Somehow I stumbled upon the book Small Time Operator by Bernard Kamoroff. I was attracted to the subtitle, “How to Start Your Own Business, Keep Your Books, Pay Your Taxes, and Stay Out of Trouble” Apart from starting my business, the rest of those topics were exactly what I needed to know more about! I started to read in the evenings and on the weekends about single entry accounting, about using a pencil, ledger and calculator, and I started to understand the context of it all. I decided this year to keep my books differently, more simply. So I purchased the Dome Simplified Weekly Bookkeeping Record book.
All the standard tax categories are listed and defined in the front of the book. There is room to add your own, but I’m trying my darndest to understand & keep within the recommended categories so my CPA and I are speaking the same language next year. So far, I love the pencil and paper, weekly method because it keeps me intimately aware of what I am bringing in and what I am spending.

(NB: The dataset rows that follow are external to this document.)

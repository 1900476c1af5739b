//! Search driver.
//!
//! Runs rounds of strategy selection, probe scheduling, one batched device
//! submission and interval narrowing until the target is hit, the interval
//! is exhausted, or a linear scan settles it.
//!
//! ```text
//! Init ─► Opening ─► Searching ─┬─► Found ────┐
//!                               ├─► NotFound ─┼─► Closed
//!            (any failure) ─────┴─► IoError ──┘
//! ```
//!
//! Completions of one round are fully applied before the next round is
//! planned. There is never more than one batch in flight.

use std::path::Path;
use std::time::Instant;

use serde::Serialize;

use crate::array_file::{ElementSource, SortedArrayFile};
use crate::config::EngineConfig;
use crate::device::{ProbeDevice, UringDevice};
use crate::error::{Result, SearchError};
use crate::interval::SearchInterval;
use crate::narrower::{narrow, Narrowing};
use crate::probe::Probe;
use crate::report::{RoundRecord, SearchOutcome, SearchReport, SearchStats};
use crate::scheduler::ProbeScheduler;
use crate::strategy::{self, PrefetchTracker, RoundStrategy};

/// Lifecycle phase of one search.
#[derive(Debug, Clone, Copy, PartialEq, Eq, Serialize)]
#[serde(rename_all = "snake_case")]
pub enum SearchPhase {
    /// Nothing acquired yet
    Init,
    /// Opening the file and the device
    Opening,
    /// Running rounds
    Searching,
    /// Target located
    Found,
    /// Interval exhausted
    NotFound,
    /// Search aborted by an error
    IoError,
    /// All resources released
    Closed,
}

impl SearchPhase {
    /// True once the search has a result (or failed)
    pub fn is_terminal(self) -> bool {
        matches!(self, Self::Found | Self::NotFound | Self::IoError | Self::Closed)
    }

    /// True if `next` is an edge of the lifecycle graph. Any phase but
    /// `Closed` may close.
    pub fn can_advance_to(self, next: Self) -> bool {
        match (self, next) {
            (Self::Closed, _) => false,
            (_, Self::Closed) => true,
            (Self::Init, Self::Opening) | (Self::Opening, Self::Searching) => true,
            (Self::Opening | Self::Searching, Self::IoError) => true,
            (Self::Searching, Self::Found | Self::NotFound) => true,
            _ => false,
        }
    }
}

/// Logs phase transitions; reaching `Closed` happens on drop, after
/// everything declared later in the same scope has been released.
#[derive(Debug)]
struct PhaseTracker {
    current: SearchPhase,
}

impl PhaseTracker {
    fn new() -> Self {
        Self { current: SearchPhase::Init }
    }

    fn advance(&mut self, next: SearchPhase) {
        debug_assert!(self.current.can_advance_to(next), "{:?} -> {next:?}", self.current);
        tracing::info!(from = ?self.current, to = ?next, "search phase");
        self.current = next;
    }

    fn fail(&mut self, err: SearchError) -> SearchError {
        tracing::warn!(error = %err, "search failed");
        self.advance(SearchPhase::IoError);
        err
    }
}

impl Drop for PhaseTracker {
    fn drop(&mut self) {
        self.advance(SearchPhase::Closed);
    }
}

/// Mutable bookkeeping for one run.
struct RoundState {
    scheduler: ProbeScheduler,
    prefetch: PrefetchTracker,
    stats: SearchStats,
    rounds: Vec<RoundRecord>,
    stalled: u32,
}

/// Speculative io_uring binary search.
#[derive(Debug, Clone)]
pub struct SearchEngine {
    config: EngineConfig,
}
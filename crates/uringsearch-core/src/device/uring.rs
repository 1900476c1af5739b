//! io_uring probe device.
//!
//! One ring per search. Each round pushes one `Read` (or `ReadFixed` when
//! the slot buffers are registered) per probe, enters the kernel once, and
//! reaps exactly as many completions as were submitted.
//!
//! ```text
//! probes ──► SQ [slot0][slot1]..[slotN] ──io_uring_enter──► kernel
//!                                                            │
//! completions ◄── CQ (any order, user_data = slot) ◄─────────┘
//! ```
//!
//! Teardown order on drop: drain in-flight reads, unregister buffers, close
//! the ring, unmap the slot buffers. The array file is borrowed, so it is
//! closed only after the device is gone.

use std::io;
use std::marker::PhantomData;
use std::os::fd::{AsRawFd, RawFd};

use io_uring::{opcode, types, IoUring};

use super::buffers::{SlotBufferPool, SLOT_SIZE};
use super::sqpoll::{self, RingMode};
use super::{Capability, CapabilityReport, ProbeDevice};
use crate::array_file::SortedArrayFile;
use crate::config::EngineConfig;
use crate::error::{ProbeFault, Result, SearchError};
use crate::probe::{Completion, Probe};

/// io_uring-backed [`ProbeDevice`] reading from one array file.
pub struct UringDevice<'f> {
    // field order is drop order: the ring must close before the buffers unmap
    ring: IoUring,
    buffers: SlotBufferPool,
    fd: RawFd,
    buffers_registered: bool,
    capabilities: CapabilityReport,
    /// Probe submitted in each slot, used to correlate completions
    pending: Vec<Option<Probe>>,
    _file: PhantomData<&'f SortedArrayFile>,
}

impl<'f> UringDevice<'f> {
    /// Create the ring and slot buffers for `file`.
    ///
    /// SQPOLL and buffer registration are attempted when configured; if the
    /// kernel refuses either, the device comes up without it and the
    /// refusal is recorded in [`capabilities`](ProbeDevice::capabilities).
    pub fn open(file: &'f SortedArrayFile, config: &EngineConfig) -> Result<Self> {
        Self::open_with(file, config, |ring, iovecs| {
            // SAFETY: the iovecs point into the slot pool, which the device
            // owns and unregisters in Drop before it is unmapped
            unsafe { ring.submitter().register_buffers(iovecs) }
        })
    }

    /// As [`open`](Self::open), with buffer registration done by `register`.
    fn open_with(
        file: &'f SortedArrayFile,
        config: &EngineConfig,
        register: impl FnOnce(&IoUring, &[libc::iovec]) -> io::Result<()>,
    ) -> Result<Self> {
        let entries = config.queue_depth;
        let (ring, polling) = sqpoll::negotiate(&config.sqpoll, |mode| build_ring(mode, entries))?;

        let buffers = SlotBufferPool::new(config.max_probes).map_err(SearchError::BufferAlloc)?;
        let iovecs = buffers.iovecs();
        let (buffers_registered, zero_copy) =
            negotiate_buffers(config.zero_copy, || register(&ring, &iovecs));

        let device = Self {
            ring,
            buffers,
            fd: file.as_raw_fd(),
            buffers_registered,
            capabilities: CapabilityReport { polling, zero_copy },
            pending: vec![None; config.max_probes],
            _file: PhantomData,
        };

        tracing::info!(
            entries,
            slots = config.max_probes,
            polling = ?device.capabilities.polling,
            zero_copy = ?device.capabilities.zero_copy,
            "io_uring probe device ready"
        );
        Ok(device)
    }

    /// True if SQEs reference registered buffers
    pub fn uses_fixed_buffers(&self) -> bool {
        self.buffers_registered
    }

    fn push_probe(&mut self, probe: Probe) -> Result<()> {
        let pending = self.pending.get_mut(probe.slot).ok_or(SearchError::QueueFull)?;
        if pending.is_some() {
            return Err(SearchError::QueueFull);
        }
        let buf = self.buffers.begin(probe.slot).ok_or(SearchError::QueueFull)?;
        *pending = Some(probe);

        let len = SLOT_SIZE as u32;
        let fd = types::Fd(self.fd);
        let sqe = if self.buffers_registered {
            opcode::ReadFixed::new(fd, buf, len, probe.slot as u16)
                .offset(probe.byte_offset())
                .build()
        } else {
            opcode::Read::new(fd, buf, len).offset(probe.byte_offset()).build()
        }
        .user_data(probe.token());

        // SAFETY: buf stays mapped and is not touched by us until this slot's
        // completion is reaped
        let pushed = unsafe { self.ring.submission().push(&sqe) };
        if pushed.is_err() {
            // never reached the kernel, take the slot back
            self.buffers.release(probe.slot);
            self.pending[probe.slot] = None;
            return Err(SearchError::QueueFull);
        }
        Ok(())
    }

    fn enter(&self, want: usize) -> io::Result<usize> {
        loop {
            match self.ring.submit_and_wait(want) {
                Err(e) if e.raw_os_error() == Some(libc::EINTR) => continue,
                other => return other,
            }
        }
    }

    fn reap(&mut self, out: &mut Vec<Completion>) {
        let cqes: Vec<(u64, i32)> =
            self.ring.completion().map(|cqe| (cqe.user_data(), cqe.result())).collect();

        for (token, res) in cqes {
            tracing::trace!(token, res, "probe completion");
            let slot = token as usize;
            let Some(probe) = self.pending.get_mut(slot).and_then(Option::take) else {
                tracing::warn!(token, "completion for unknown probe slot");
                continue;
            };
            let completion = match ProbeFault::from_cqe_result(res, SLOT_SIZE as u32) {
                None => match self.buffers.complete(slot) {
                    Some(value) => Completion::value(probe, value),
                    None => continue,
                },
                Some(fault) => {
                    self.buffers.release(slot);
                    tracing::debug!(index = probe.index, %fault, "probe read failed");
                    Completion::fault(probe, fault)
                }
            };
            out.push(completion);
        }
    }

    /// Wait for every outstanding read so the kernel no longer owns any slot.
    fn drain(&mut self) {
        let mut discarded = Vec::new();
        while self.buffers.in_flight() > 0 {
            if let Err(e) = self.enter(self.buffers.in_flight()) {
                tracing::warn!(error = %e, "failed to drain in-flight probes");
                break;
            }
            self.reap(&mut discarded);
        }
        if !discarded.is_empty() {
            tracing::debug!(count = discarded.len(), "discarded outstanding completions");
        }
    }
}

/// Register slot buffers if `requested`.
///
/// Returns whether SQEs may use `ReadFixed`, and the zero-copy capability.
/// A refusal is not fatal: probes fall back to plain `Read`.
fn negotiate_buffers(
    requested: bool,
    register: impl FnOnce() -> io::Result<()>,
) -> (bool, Capability) {
    if !requested {
        return (false, Capability::NotRequested);
    }
    match register() {
        Ok(()) => {
            tracing::info!("registered probe buffers with io_uring");
            (true, Capability::Active)
        }
        Err(e) => {
            tracing::warn!(error = %e, "buffer registration failed, continuing without zero-copy");
            (false, Capability::Unavailable { reason: e.to_string() })
        }
    }
}

fn build_ring(mode: RingMode<'_>, entries: u32) -> io::Result<IoUring> {
    match mode {
        RingMode::Sqpoll(cfg) => {
            let mut builder = IoUring::builder();
            builder.setup_sqpoll(cfg.idle_timeout_ms);
            if let Some(cpu) = cfg.pinned_cpu() {
                builder.setup_sqpoll_cpu(cpu);
            }
            builder.build(entries)
        }
        RingMode::Standard => IoUring::new(entries),
    }
}

impl ProbeDevice for UringDevice<'_> {
    fn capabilities(&self) -> &CapabilityReport {
        &self.capabilities
    }

    fn slots(&self) -> usize {
        self.buffers.slots()
    }

    fn submit_and_wait(&mut self, probes: &[Probe]) -> Result<Vec<Completion>> {
        for probe in probes {
            self.push_probe(*probe)?;
        }

        let mut completions = Vec::with_capacity(probes.len());
        while self.buffers.in_flight() > 0 {
            self.enter(self.buffers.in_flight()).map_err(SearchError::Submit)?;
            self.reap(&mut completions);
        }
        Ok(completions)
    }
}

impl Drop for UringDevice<'_> {
    fn drop(&mut self) {
        if self.buffers.in_flight() > 0 {
            self.drain();
        }
        if self.buffers_registered {
            if let Err(e) = self.ring.submitter().unregister_buffers() {
                tracing::warn!(error = %e, "failed to unregister probe buffers");
            }
        }
        tracing::debug!("io_uring probe device closed");
    }
}
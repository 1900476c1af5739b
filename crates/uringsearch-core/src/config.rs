//! Engine configuration.
//!
//! Immutable for the lifetime of one search. Can be built in code, taken
//! from a preset, or loaded from TOML:
//!
//! ```toml
//! max_probes = 8
//! queue_depth = 64
//! zero_copy = true
//! readahead = true
//! linear_scan_threshold = 512
//!
//! [sqpoll]
//! enabled = true
//! idle_timeout_ms = 2000
//! ```

use std::path::Path;

use serde::{Deserialize, Serialize};

use crate::device::SqpollConfig;
use crate::error::{Result, SearchError};

/// Default speculative probes per round
pub const DEFAULT_MAX_PROBES: usize = 4;

/// Default io_uring submission queue depth
pub const DEFAULT_QUEUE_DEPTH: u32 = 64;

/// Default interval span (elements) below which readahead hints are issued
pub const DEFAULT_READAHEAD_THRESHOLD: u64 = 1 << 16;

/// Default consecutive all-failed rounds tolerated before giving up
pub const DEFAULT_MAX_STALLED_ROUNDS: u32 = 8;

/// Configuration for one search.
#[derive(Debug, Clone, PartialEq, Eq, Serialize, Deserialize)]
#[serde(default)]
pub struct EngineConfig {
    /// Maximum probes issued per round; also the probe slot pool size.
    pub max_probes: usize,

    /// io_uring submission queue entries. Must hold a full round.
    pub queue_depth: u32,

    /// Register probe buffers with io_uring and read with `ReadFixed`.
    pub zero_copy: bool,

    /// Issue `POSIX_FADV_WILLNEED` once the interval is small.
    pub readahead: bool,

    /// Interval span below which readahead hints are issued.
    pub readahead_threshold: u64,

    /// Interval span below which the interval is read in bulk and scanned.
    /// 0 disables the linear scan.
    pub linear_scan_threshold: u64,

    /// `POSIX_FADV_RANDOM` on the whole file at open.
    pub advise_random: bool,

    /// Consecutive rounds with no valid probe before the search aborts.
    pub max_stalled_rounds: u32,

    /// Kernel submission queue polling.
    // tables serialize after plain values in TOML, keep this last
    pub sqpoll: SqpollConfig,
}

impl Default for EngineConfig {
    fn default() -> Self {
        Self {
            max_probes: DEFAULT_MAX_PROBES,
            queue_depth: DEFAULT_QUEUE_DEPTH,
            zero_copy: false,
            readahead: false,
            readahead_threshold: DEFAULT_READAHEAD_THRESHOLD,
            linear_scan_threshold: 0,
            advise_random: true,
            max_stalled_rounds: DEFAULT_MAX_STALLED_ROUNDS,
            sqpoll: SqpollConfig::disabled(),
        }
    }
}

impl EngineConfig {
    /// Wider fan-out with every optional feature requested
    pub fn high_performance() -> Self {
        Self {
            max_probes: 8,
            queue_depth: 128,
            sqpoll: SqpollConfig::enabled(),
            zero_copy: true,
            readahead: true,
            linear_scan_threshold: 512,
            ..Self::default()
        }
    }

    /// Classic single-probe binary search over io_uring
    pub fn conservative() -> Self {
        Self { max_probes: 1, queue_depth: 8, ..Self::default() }
    }

    /// True if the linear-scan fallback is enabled
    pub fn linear_scan_enabled(&self) -> bool {
        self.linear_scan_threshold > 0
    }

    /// Validate configuration
    pub fn validate(&self) -> Result<()> {
        if self.max_probes == 0 {
            return Err(SearchError::InvalidConfig("max_probes cannot be 0".into()));
        }
        if self.max_probes > usize::from(u16::MAX) {
            return Err(SearchError::InvalidConfig(format!(
                "max_probes {} exceeds the registered buffer index range",
                self.max_probes
            )));
        }
        if self.queue_depth == 0 {
            return Err(SearchError::InvalidConfig("queue_depth cannot be 0".into()));
        }
        if self.max_probes as u64 > u64::from(self.queue_depth) {
            return Err(SearchError::InvalidConfig(format!(
                "max_probes {} exceeds queue_depth {}",
                self.max_probes, self.queue_depth
            )));
        }
        if self.max_stalled_rounds == 0 {
            return Err(SearchError::InvalidConfig("max_stalled_rounds cannot be 0".into()));
        }
        self.sqpoll.validate()
    }

    /// Parse a TOML document. Missing keys take their defaults.
    pub fn from_toml_str(content: &str) -> Result<Self> {
        let config: Self = toml::from_str(content).map_err(|e| SearchError::Config(e.to_string()))?;
        config.validate()?;
        Ok(config)
    }

    /// Load and validate a TOML config file.
    pub fn load(path: impl AsRef<Path>) -> Result<Self> {
        let path = path.as_ref();
        let content = std::fs::read_to_string(path)
            .map_err(|e| SearchError::Config(format!("{}: {e}", path.display())))?;
        Self::from_toml_str(&content)
    }
}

I also came up with a method (different color highlighters and tally’s in the memo section) for keeping track of sales and use tax for next year so I am hoping for a more peaceful Jan-April 15 2016!
But back to Small Time Operator!
- The first chapter of the book covers things to consider when starting a business, location and zoning for home or brick & mortar businesses, Financing, Legal Structure (Sole Proprietorship, Partnership, Corp or LLC, etc.), Business Names (DBAs), Licenses and Permits, Insurance and your business plan.
- The next section of the book deals with setting up your books, explains the single entry system and cash vs. accrual accounting, recording income & expenditures, as well as keeping track of inventory (& COGS!).
- Chapter 3 talks about issues relating to business growth – employees & a little more in depth on legal structures.
- Chapter 4 is all about taxes: what really counts as a business expense, self-employment tax, retirement deductions, the IRS, Federal & state taxes.
- Chapter 5 speaks specifically to the home business.
- Chapter 6 discusses balancing your bank account, a balance sheet, hiring professional help, multiple businesses, importing/exporting, franchises, freelancers, pricing, contracts, websites, employee-owned businesses, collective and cooperatives, as well as managing and marketing your business.
As of the time of this post, I’m almost through Chapter 4. I’ve gone slow and implemented the recommendations as I went. Bernard Kamoroff’s writing style is very clear and makes an overwhelming topic very understandable. Now that I have been using the paper ledger & pencil method for a few months, I have a much better understanding of bookkeeping in general and find it easier to manage in WaveApps.com. So, as Bernard Kamoroff mentions in the book, the method isn’t as important as the understanding behind it. I think I will keep both going this year and use them to compare notes when next tax season rolls around. But I HIGHLY recommend this book if you run ANY type of small business. I wish I had read it back in 2008 when I started it all!
I’d love to know what you think if you pick up the book! Also, if you have any resources that have helped you in your business bookkeeping, please share! If I get a few responses, I’ll do a round up post to share with everyone!
*This post has NO affiliate links – just sharing some resources that have helped me.